I think there is a serious flaw in the way breasts are viewed in America. Somehow, we're unable to separate the two separate functions of breasts: for sexual pleasure, and to nourish a child.

First of all, our view is so completely warped as a culture when this is viewed as gross, perverse, or a turn on



and this is viewed as perfectly normal, attractive, and beautiful.


(After searching for an "appropriately inappropriate" photo to use, I now feel like I need a shower. My eyes....they burn!)

There is a strong distinction between uses of breasts in those two contexts.

In the first picture (and yes, that's me), the breast is being used to feed a child her first meal.
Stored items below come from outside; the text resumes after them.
use tracing::debug;

use crate::{
    error::SortError,
    sorter::SharedState,
    sync::{CoordinatorLink, OffsetAssignment, Phase},
};

/// Number of base-`base` digits in `max`, at least one.
pub fn pass_count(max: u64, base: u64) -> usize {
    debug_assert!(base > 1);
    let mut passes = 0;
    let mut rest = max;
    while rest > 0 {
        rest /= base;
        passes += 1;
    }
    passes.max(1)
}

/// Exclusive prefix sum: `sums[k] = counts[0] + .. + counts[k - 1]`.
#[inline]
pub fn get_prefix_sums(counts: &[usize]) -> Vec<usize> {
    crate::scope!("get_prefix_sums");
    let mut sums = vec![0usize; counts.len()];

    let mut running_total = 0;
    for (i, c) in counts.iter().enumerate() {
        sums[i] = running_total;
        running_total += c;
    }

    sums
}

/// Bucket counts and the offsets derived from them for one pass, indexed by worker id.
#[derive(Clone, Debug, PartialEq, Eq)]
pub struct PassRecord {
    pub counts: Vec<usize>,
    pub offsets: Vec<usize>,
}

/// What the coordinator observed over a run.
#[derive(Clone, Debug, Default, PartialEq, Eq)]
pub struct CoordinatorSummary {
    pub passes: Vec<PassRecord>,
    /// Full barrier rounds completed, including the final exit round.
    pub barrier_rounds: usize,
}

/// Drives the passes: barrier, collect, offsets, barrier, reset, release.
pub struct Coordinator {
    base: usize,
    passes: usize,
    n: usize,
}

impl Coordinator {
    pub fn new(base: usize, passes: usize, n: usize) -> Self {
        Self { base, passes, n }
    }

    /// Receives exactly one report per worker and orders the counts by worker id.
    fn collect_counts(
        &self,
        shared: &SharedState,
        link: &CoordinatorLink,
    ) -> Result<Vec<usize>, SortError> {
        let mut counts = vec![0usize; self.base];
        for _ in 0..self.base {
            let report = link.recv_report(&shared.sync)?;
            counts[report.worker_id] = report.bucket_count;
        }
        debug_assert_eq!(counts.iter().sum::<usize>(), self.n);
        Ok(counts)
    }

    pub fn run(
        self,
        shared: &SharedState,
        link: CoordinatorLink,
    ) -> Result<CoordinatorSummary, SortError> {
        let sync = &shared.sync;
        debug_assert_eq!(sync.participants(), self.base);
        let mut summary = CoordinatorSummary::default();

        for pass in 0..self.passes {
            crate::scope_print!("pass");
            // Every bucket is filled.
            sync.await_all()?;
            sync.release_all(Phase::Collect);

            let counts = self.collect_counts(shared, &link)?;
            let offsets = get_prefix_sums(&counts);
            for (worker_id, &start_offset) in offsets.iter().enumerate() {
                link.send_offset(OffsetAssignment {
                    worker_id,
                    start_offset,
                })?;
            }

            // Every bucket is written back.
            sync.await_all()?;
            summary.barrier_rounds += 1;

            // Must be visible before any worker re-checks its loop condition.
            if pass == self.passes - 1 {
                shared.done.set();
            }
            shared.buckets.reset();
            debug!(pass, ?counts, ?offsets, "pass complete");
            summary.passes.push(PassRecord { counts, offsets });

            sync.release_all(Phase::NextPass);
        }

        // Absorbs each worker's exit signal.
        sync.await_all()?;
        summary.barrier_rounds += 1;
        Ok(summary)
    }
}
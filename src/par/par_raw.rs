use std::thread;

use crate::{error::SortError, par::Unit};

/// Spawns one named scoped thread per unit. The scope joins every thread before returning, so
/// no unit outlives the facilities it borrows.
pub fn run_units<'env, R>(
    units: Vec<Unit<'env, R>>,
    abort: &(dyn Fn() + Sync),
) -> Result<Vec<R>, SortError>
where
    R: Send + 'env,
{
    if units.is_empty() {
        return Ok(Vec::new());
    }

    thread::scope(|s| {
        let mut handles = Vec::with_capacity(units.len());
        let mut spawn_error = None;
        for Unit { name, task } in units {
            match thread::Builder::new().name(name.clone()).spawn_scoped(s, task) {
                Ok(handle) => handles.push((name, handle)),
                Err(source) => {
                    abort();
                    spawn_error = Some(SortError::Spawn { unit: name, source });
                    break;
                }
            }
        }

        let mut results = Vec::with_capacity(handles.len());
        let mut panicked = None;
        for (name, handle) in handles {
            match handle.join() {
                Ok(result) => results.push(result),
                Err(_) => {
                    panicked.get_or_insert(SortError::UnitPanicked { unit: name });
                }
            }
        }

        match (spawn_error, panicked) {
            (Some(err), _) | (None, Some(err)) => Err(err),
            (None, None) => Ok(results),
        }
    })
}

#[cfg(test)]
mod tests {
    use super::*;
    use std::sync::atomic::{AtomicU32, Ordering};

    #[test]
    fn test_run_units_preserves_order() {
        for unit_count in 1..24 {
            let ran = AtomicU32::new(0);
            let units = (0..unit_count)
                .map(|i| {
                    let ran = &ran;
                    Unit::new(format!("unit-{i}"), move || {
                        ran.fetch_add(1, Ordering::Relaxed);
                        i
                    })
                })
                .collect();
            let results = run_units(units, &|| ()).unwrap();
            assert_eq!(results, (0..unit_count).collect::<Vec<_>>());
            assert_eq!(ran.load(Ordering::Relaxed), unit_count as u32);
        }
    }

    #[test]
    fn test_thread_names_follow_units() {
        let units = vec![Unit::new("radix-worker-3", || {
            thread::current().name().map(str::to_owned)
        })];
        let results = run_units(units, &|| ()).unwrap();
        assert_eq!(results[0].as_deref(), Some("radix-worker-3"));
    }
}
It is being used to bond mother and child. My husband was in the room watching it all happen, and I assure you, he was in no way, shape, or form turned on by it in a sexual manner! He thought it was tender, sweet, and beautiful, but certainly not sexually arousing.

In the second picture, the breasts are clearly there to attract sexual attention. It doesn't leave much for the imagination, that's for sure! I am sure there were a lot of men at that event (I can't tell if that's a stadium, theater, or what) who were sexually aroused by that woman's immodesty.

Breasts were designed to nourish children. Thousands of years before the baby bottle, there were breasts. Thousands of years before infant formula, there was breast milk. Its only within the past 75ish years that we've taken what is natural and normal, replaced it with artificials, and in doing so have thus removed all the cultural "normalness" from it, and our view has become so completely distorted that we view it as disgusting, immodest, gross, a chance for a peep show, inconvenient, embarrassing... The list is endless.

Breasts were also designed for sexual pleasure. But there is criteria for that. Certainly we were never meant to walk around with half our tatas hanging out of our shirts, arousing every guy that walks by! Sexual arousal is supposed to happen behind closed doors, between two individuals. Its not supposed to happen out in the open, unsuspectingly, by some hot little blonde walking by in a low-cut shirt.

But that's where our culture has gone. What was meant to be private and intimate, is now abundantly on display on just about every channel of my TV, walking down my street, shopping at my mall, in my magazine... And what was meant to be natural and normal, is now viewed as perverse, gross, and to be done behind closed doors. Public low-cut shirt wearing is now normal, but public breastfeeding is not.

What happened?

And as far as the whole "breastfeeding is gross" thing, I ask you, would you rather fill your baby's mouth with natural, human milk from your own breasts, or artificial milk that is a far cry from "human," from a sterilized piece of plastic? Now maybe I've just turned into a crazy breastfeeding nazi, but I always find it sad when a parent gives a child a propped bottle then walks away. Part of breastfeeding - and to me, the most beautiful part - is the one-on-one time spent gazing into eachother's eyes, the skin-to-skin contact, the hormonal exchanges between mother and baby... Those are things no bottle can ever provide.

I am not trying to guilt trip anyone who bottle fed, nor am I trying to start a debate, but I am just so bothered that so many people are so convinced that breastfeeding is gross, embarrassing, to be done only in private... As a culture we have it so backward!

Breasts are for nourishing babies. Breasts are also for sexual arousal. But don't blur the lines.


What do you think? Do you think breastfeeding is beautiful or gross? Do you think breasts are just breasts, or do you agree with my theory that there are different purposes within different contexts?